Print out the records below with nothing altered.

(Data for the task)

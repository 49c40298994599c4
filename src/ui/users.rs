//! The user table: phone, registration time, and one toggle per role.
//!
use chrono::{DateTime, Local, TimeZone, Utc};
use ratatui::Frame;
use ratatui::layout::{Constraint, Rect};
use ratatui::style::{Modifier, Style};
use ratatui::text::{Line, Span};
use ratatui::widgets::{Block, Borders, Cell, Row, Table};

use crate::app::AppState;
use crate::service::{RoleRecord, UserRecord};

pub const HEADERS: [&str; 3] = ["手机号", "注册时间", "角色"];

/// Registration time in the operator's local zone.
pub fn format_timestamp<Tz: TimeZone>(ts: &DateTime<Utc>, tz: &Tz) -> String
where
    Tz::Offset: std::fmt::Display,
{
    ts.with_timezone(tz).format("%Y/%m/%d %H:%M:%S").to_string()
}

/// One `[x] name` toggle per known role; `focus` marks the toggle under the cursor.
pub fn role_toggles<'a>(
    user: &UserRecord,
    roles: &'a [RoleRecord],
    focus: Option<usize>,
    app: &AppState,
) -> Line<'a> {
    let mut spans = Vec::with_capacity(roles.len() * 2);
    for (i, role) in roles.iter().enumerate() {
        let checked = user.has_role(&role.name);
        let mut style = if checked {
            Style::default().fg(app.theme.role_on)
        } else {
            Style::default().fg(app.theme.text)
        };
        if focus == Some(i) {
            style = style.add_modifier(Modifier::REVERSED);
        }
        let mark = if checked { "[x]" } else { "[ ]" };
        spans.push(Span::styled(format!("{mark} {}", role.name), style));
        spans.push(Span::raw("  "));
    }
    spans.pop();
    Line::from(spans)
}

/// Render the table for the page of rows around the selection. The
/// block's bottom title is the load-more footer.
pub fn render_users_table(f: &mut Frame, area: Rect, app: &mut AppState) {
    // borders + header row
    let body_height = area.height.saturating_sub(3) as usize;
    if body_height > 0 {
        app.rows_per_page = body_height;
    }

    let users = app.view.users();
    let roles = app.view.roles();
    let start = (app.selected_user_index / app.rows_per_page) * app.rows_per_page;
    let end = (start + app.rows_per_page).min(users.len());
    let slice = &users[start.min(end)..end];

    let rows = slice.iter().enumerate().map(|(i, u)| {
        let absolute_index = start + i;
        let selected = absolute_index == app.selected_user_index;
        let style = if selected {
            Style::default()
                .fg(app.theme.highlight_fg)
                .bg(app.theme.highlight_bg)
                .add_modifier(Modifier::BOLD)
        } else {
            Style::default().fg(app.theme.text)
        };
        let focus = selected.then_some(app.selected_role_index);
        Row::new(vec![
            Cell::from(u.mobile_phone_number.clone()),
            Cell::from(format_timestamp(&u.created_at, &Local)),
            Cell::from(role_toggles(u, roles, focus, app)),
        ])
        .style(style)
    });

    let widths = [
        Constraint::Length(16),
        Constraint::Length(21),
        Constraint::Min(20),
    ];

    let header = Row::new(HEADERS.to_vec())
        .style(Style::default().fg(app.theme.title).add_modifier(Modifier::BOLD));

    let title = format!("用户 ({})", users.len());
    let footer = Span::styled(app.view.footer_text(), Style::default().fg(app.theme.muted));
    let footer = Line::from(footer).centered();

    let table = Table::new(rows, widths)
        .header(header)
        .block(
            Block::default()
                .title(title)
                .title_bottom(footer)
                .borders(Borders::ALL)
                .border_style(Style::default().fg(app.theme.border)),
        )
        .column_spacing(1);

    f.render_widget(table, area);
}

(End Data for the task)

## Problem solution
repository 49c40298994599c4
filename src/ui/users.rs
//! The user table: phone, registration time, and one toggle per role.
//!
use chrono::{DateTime, Local, TimeZone, Utc};
use ratatui::Frame;
use ratatui::layout::{Constraint, Rect};
use ratatui::style::{Modifier, Style};
use ratatui::text::{Line, Span};
use ratatui::widgets::{Block, Borders, Cell, Row, Table};

use crate::app::AppState;
use crate::service::{RoleRecord, UserRecord};

pub const HEADERS: [&str; 3] = ["手机号", "注册时间", "角色"];

/// Registration time in the operator's local zone.
pub fn format_timestamp<Tz: TimeZone>(ts: &DateTime<Utc>, tz: &Tz) -> String
where
    Tz::Offset: std::fmt::Display,
{
    ts.with_timezone(tz).format("%Y/%m/%d %H:%M:%S").to_string()
}

/// One `[x] name` toggle per known role; `focus` marks the toggle under the cursor.
pub fn role_toggles<'a>(
    user: &UserRecord,
    roles: &'a [RoleRecord],
    focus: Option<usize>,
    app: &AppState,
) -> Line<'a> {
    let mut spans = Vec::with_capacity(roles.len() * 2);
    for (i, role) in roles.iter().enumerate() {
        let checked = user.has_role(&role.name);
        let mut style = if checked {
            Style::default().fg(app.theme.role_on)
        } else {
            Style::default().fg(app.theme.text)
        };
        if focus == Some(i) {
            style = style.add_modifier(Modifier::REVERSED);
        }
        let mark = if checked { "[x]" } else { "[ ]" };
        spans.push(Span::styled(format!("{mark} {}", role.name), style));
        spans.push(Span::raw("  "));
    }
    spans.pop();
    Line::from(spans)
}

/// Render the table for the page of rows around the selection. The
/// block's bottom title is the load-more footer.
pub fn render_users_table(f: &mut Frame, area: Rect, app: &mut AppState) {
    // borders + header row
    let body_height = area.height.saturating_sub(3) as usize;
    if body_height > 0 {
        app.rows_per_page = body_height;
    }

    let users = app.view.users();
    let roles = app.view.roles();
    let start = (app.selected_user_index / app.rows_per_page) * app.rows_per_page;
    let end = (start + app.rows_per_page).min(users.len());
    let slice = &users[start.min(end)..end];

    let rows = slice.iter().enumerate().map(|(i, u)| {
        let absolute_index = start + i;
        let selected = absolute_index == app.selected_user_index;
        let style = if selected {
            Style::default()
                .fg(app.theme.highlight_fg)
                .bg(app.theme.highlight_bg)
                .add_modifier(Modifier::BOLD)
        } else {
            Style::default().fg(app.theme.text)
        };
        let focus = selected.then_some(app.selected_role_index);
        Row::new(vec![
            Cell::from(u.mobile_phone_number.clone()),
            Cell::from(format_timestamp(&u.created_at, &Local)),
            Cell::from(role_toggles(u, roles, focus, app)),
        ])
        .style(style)
    });

    let widths = [
        Constraint::Length(16),
        Constraint::Length(21),
        Constraint::Min(20),
    ];

    let header = Row::new(HEADERS.to_vec())
        .style(Style::default().fg(app.theme.title).add_modifier(Modifier::BOLD));

    let title = format!("用户 ({})", users.len());
    let footer = Span::styled(app.view.footer_text(), Style::default().fg(app.theme.muted));
    let footer = Line::from(footer).centered();

    let table = Table::new(rows, widths)
        .header(header)
        .block(
            Block::default()
                .title(title)
                .title_bottom(footer)
                .borders(Borders::ALL)
                .border_style(Style::default().fg(app.theme.border)),
        )
        .column_spacing(1);

    f.render_widget(table, area);
}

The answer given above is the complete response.